* _What to do_: Please write out, exactly, every line of the listing from its first line through the one that includes "toward the ancestors)".

* _Dataset records_:
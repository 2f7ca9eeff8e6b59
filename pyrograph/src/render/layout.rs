//! Flame graph geometry
//!
//! ## Rules
//!
//! - The root spans the canvas width minus the side margins, on the bottom row
//! - A child's width is `parent_width * child_weight / parent_weight`
//! - Children are placed left to right in name order starting at the
//!   parent's left edge, so their widths sum to the parent's width
//! - A frame narrower than `min_width` is not emitted, and neither are its
//!   descendants (their weight still counts toward the ancestors)
//! - Row `depth` sits at `height - bottom_margin - (depth + 1) * row_height`
//!
//! Layout is generic over [`LayoutTree`] so the plain and differential
//! renderers share it.

use std::borrow::Cow;

use crate::aggregation::{FrameTree, NodeId};
use crate::domain::RenderError;

/// Canvas geometry and text metrics
#[derive(Debug, Clone, PartialEq)]
pub struct LayoutConfig {
    /// Canvas width in pixels
    pub width: u32,
    pub row_height: u32,
    pub font_size: u32,
    /// Narrowest frame still drawn
    pub min_width: f64,
    /// Estimated width of one monospace character
    pub char_width: f64,
    pub side_margin: f64,
    pub bottom_margin: f64,
    /// Space above the frames for title and subtitle
    pub header: u32,
}

impl Default for LayoutConfig {
    fn default() -> Self {
        Self {
            width: 1200,
            row_height: 16,
            font_size: 11,
            min_width: 0.1,
            char_width: 6.5,
            side_margin: 10.0,
            bottom_margin: 30.0,
            header: 60,
        }
    }
}

impl LayoutConfig {
    #[must_use]
    pub fn with_width(mut self, width: u32) -> Self {
        self.width = width;
        self
    }
}

/// A weighted tree that can be laid out as a flame graph
pub trait LayoutTree {
    type Id: Copy;

    fn root(&self) -> Self::Id;

    /// Horizontal weight of a node (inclusive samples or a share)
    fn weight(&self, id: Self::Id) -> f64;

    fn name(&self, id: Self::Id) -> &str;

    /// Children in left-to-right order (sorted by name)
    fn children(&self, id: Self::Id) -> Vec<Self::Id>;

    /// Depth of the deepest node
    fn max_depth(&self) -> usize;
}

/// One visible frame rectangle
#[derive(Debug, Clone, PartialEq)]
pub struct FrameRect<Id> {
    pub id: Id,
    pub depth: usize,
    pub x: f64,
    pub y: f64,
    pub width: f64,
}

/// All visible frames, parents before children, left to right
#[derive(Debug, Clone)]
pub struct Layout<Id> {
    pub width: u32,
    pub height: u32,
    pub rects: Vec<FrameRect<Id>>,
}

/// Compute frame rectangles for `tree`
///
/// # Errors
/// - [`RenderError::NoSamples`] if the root has no weight
/// - [`RenderError::InvalidWidth`] if the canvas is not wider than its margins
#[allow(clippy::cast_precision_loss, clippy::cast_possible_truncation)]
pub fn compute_layout<T: LayoutTree>(tree: &T, config: &LayoutConfig) -> Result<Layout<T::Id>, RenderError> {
    let root = tree.root();
    if tree.weight(root) <= 0.0 {
        return Err(RenderError::NoSamples);
    }
    let usable = f64::from(config.width) - 2.0 * config.side_margin;
    if usable <= 0.0 {
        return Err(RenderError::InvalidWidth(config.width));
    }

    let rows = tree.max_depth() as u32 + 2;
    let height = rows * config.row_height + config.header;
    let row_height = f64::from(config.row_height);
    let bottom = f64::from(height) - config.bottom_margin;

    let mut rects = Vec::new();
    let mut pending = vec![(root, 0usize, config.side_margin, usable)];

    while let Some((id, depth, x, width)) = pending.pop() {
        if width < config.min_width {
            continue;
        }
        rects.push(FrameRect { id, depth, x, y: bottom - (depth + 1) as f64 * row_height, width });

        let weight = tree.weight(id);
        if weight <= 0.0 {
            continue;
        }

        let mut child_x = x;
        let mut placed = Vec::new();
        for child in tree.children(id) {
            let child_width = width * (tree.weight(child) / weight);
            placed.push((child, depth + 1, child_x, child_width));
            child_x += child_width;
        }
        // Reversed so the leftmost child is emitted first
        pending.extend(placed.into_iter().rev());
    }

    Ok(Layout { width: config.width, height, rects })
}

/// Label text for a frame of `width` pixels
///
/// Full name if it fits, a prefix followed by `..` if the frame is wider
/// than 20 px, otherwise nothing.
#[must_use]
#[allow(clippy::cast_precision_loss, clippy::cast_possible_truncation, clippy::cast_sign_loss)]
pub fn fit_label<'a>(name: &'a str, width: f64, config: &LayoutConfig) -> Option<Cow<'a, str>> {
    let chars = name.chars().count();
    if width > chars as f64 * config.char_width + 6.0 {
        return Some(Cow::Borrowed(name));
    }
    if width <= 20.0 {
        return None;
    }

    let max_chars = ((width - 6.0) / config.char_width) as usize;
    if max_chars == 0 {
        return None;
    }
    let prefix: String = name.chars().take(max_chars).collect();
    Some(Cow::Owned(format!("{prefix}..")))
}

impl LayoutTree for FrameTree {
    type Id = NodeId;

    fn root(&self) -> NodeId {
        FrameTree::root(self)
    }

    #[allow(clippy::cast_precision_loss)]
    fn weight(&self, id: NodeId) -> f64 {
        self.node(id).inclusive as f64
    }

    fn name(&self, id: NodeId) -> &str {
        &self.node(id).name
    }

    fn children(&self, id: NodeId) -> Vec<NodeId> {
        self.node(id).children().collect()
    }

    fn max_depth(&self) -> usize {
        FrameTree::max_depth(self)
    }
}

#[cfg(test)]
mod tests {
    use super::*;
    use crate::aggregation::{FoldedStacks, TreeConfig};

    fn tree(text: &str) -> FrameTree {
        FrameTree::from_folded(&FoldedStacks::parse_str(text), TreeConfig::default())
    }

    #[test]
    fn test_root_spans_usable_width_on_bottom_row() {
        let tree = tree("a;b 1\n");
        let config = LayoutConfig::default();
        let layout = compute_layout(&tree, &config).expect("layout");

        let root = &layout.rects[0];
        assert_eq!(root.depth, 0);
        assert!((root.x - 10.0).abs() < f64::EPSILON);
        assert!((root.width - 1180.0).abs() < f64::EPSILON);
        // max depth 2 → (2 + 2) * 16 + 60
        assert_eq!(layout.height, 124);
        assert!((root.y - (124.0 - 30.0 - 16.0)).abs() < f64::EPSILON);
    }

    #[test]
    fn test_children_split_parent_width_in_name_order() {
        let tree = tree("main;b 3\nmain;a 1\n");
        let layout = compute_layout(&tree, &LayoutConfig::default()).expect("layout");

        let names: Vec<&str> = layout.rects.iter().map(|r| tree.node(r.id).name.as_str()).collect();
        assert_eq!(names, vec!["root", "main", "a", "b"]);

        let (main, a, b) = (&layout.rects[1], &layout.rects[2], &layout.rects[3]);
        assert!((a.x - main.x).abs() < 1e-9);
        assert!((a.width - main.width * 0.25).abs() < 1e-9);
        assert!((a.width + b.width - main.width).abs() < 1e-9);
        assert!((b.x - (a.x + a.width)).abs() < 1e-9);
    }

    #[test]
    fn test_narrow_frames_are_not_emitted() {
        // "tiny" gets 1180 / 100000 px, below the 0.1 px threshold
        let tree = tree("main;big 99999\nmain;tiny;deeper 1\n");
        let layout = compute_layout(&tree, &LayoutConfig::default()).expect("layout");

        let names: Vec<&str> = layout.rects.iter().map(|r| tree.node(r.id).name.as_str()).collect();
        assert_eq!(names, vec!["root", "main", "big"]);
    }

    #[test]
    fn test_empty_tree_is_no_samples() {
        let result = compute_layout(&FrameTree::default(), &LayoutConfig::default());
        assert!(matches!(result, Err(RenderError::NoSamples)));
    }

    #[test]
    fn test_width_must_exceed_margins() {
        let tree = tree("a 1\n");
        let result = compute_layout(&tree, &LayoutConfig::default().with_width(20));
        assert!(matches!(result, Err(RenderError::InvalidWidth(20))));
    }

    #[test]
    fn test_fit_label_rules() {
        let config = LayoutConfig::default();
        // "compute" is 7 chars → needs > 51.5 px
        assert_eq!(fit_label("compute", 52.0, &config).as_deref(), Some("compute"));
        // (30 - 6) / 6.5 = 3.69 → 3 chars
        assert_eq!(fit_label("compute", 30.0, &config).as_deref(), Some("com.."));
        assert_eq!(fit_label("compute", 20.0, &config), None);
    }
}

* _Response to this exercise_:
repository 2f7ca9eeff8e6b59
filename pyrograph/src/render/layout.rs
//! Flame graph geometry
//!
//! ## Rules
//!
//! - The root spans the canvas width minus the side margins, on the bottom row
//! - A child's width is `parent_width * child_weight / parent_weight`
//! - Children are placed left to right in name order starting at the
//!   parent's left edge, so their widths sum to the parent's width
//! - A frame narrower than `min_width` is not emitted, and neither are its
//!   descendants (their weight still counts toward the ancestors)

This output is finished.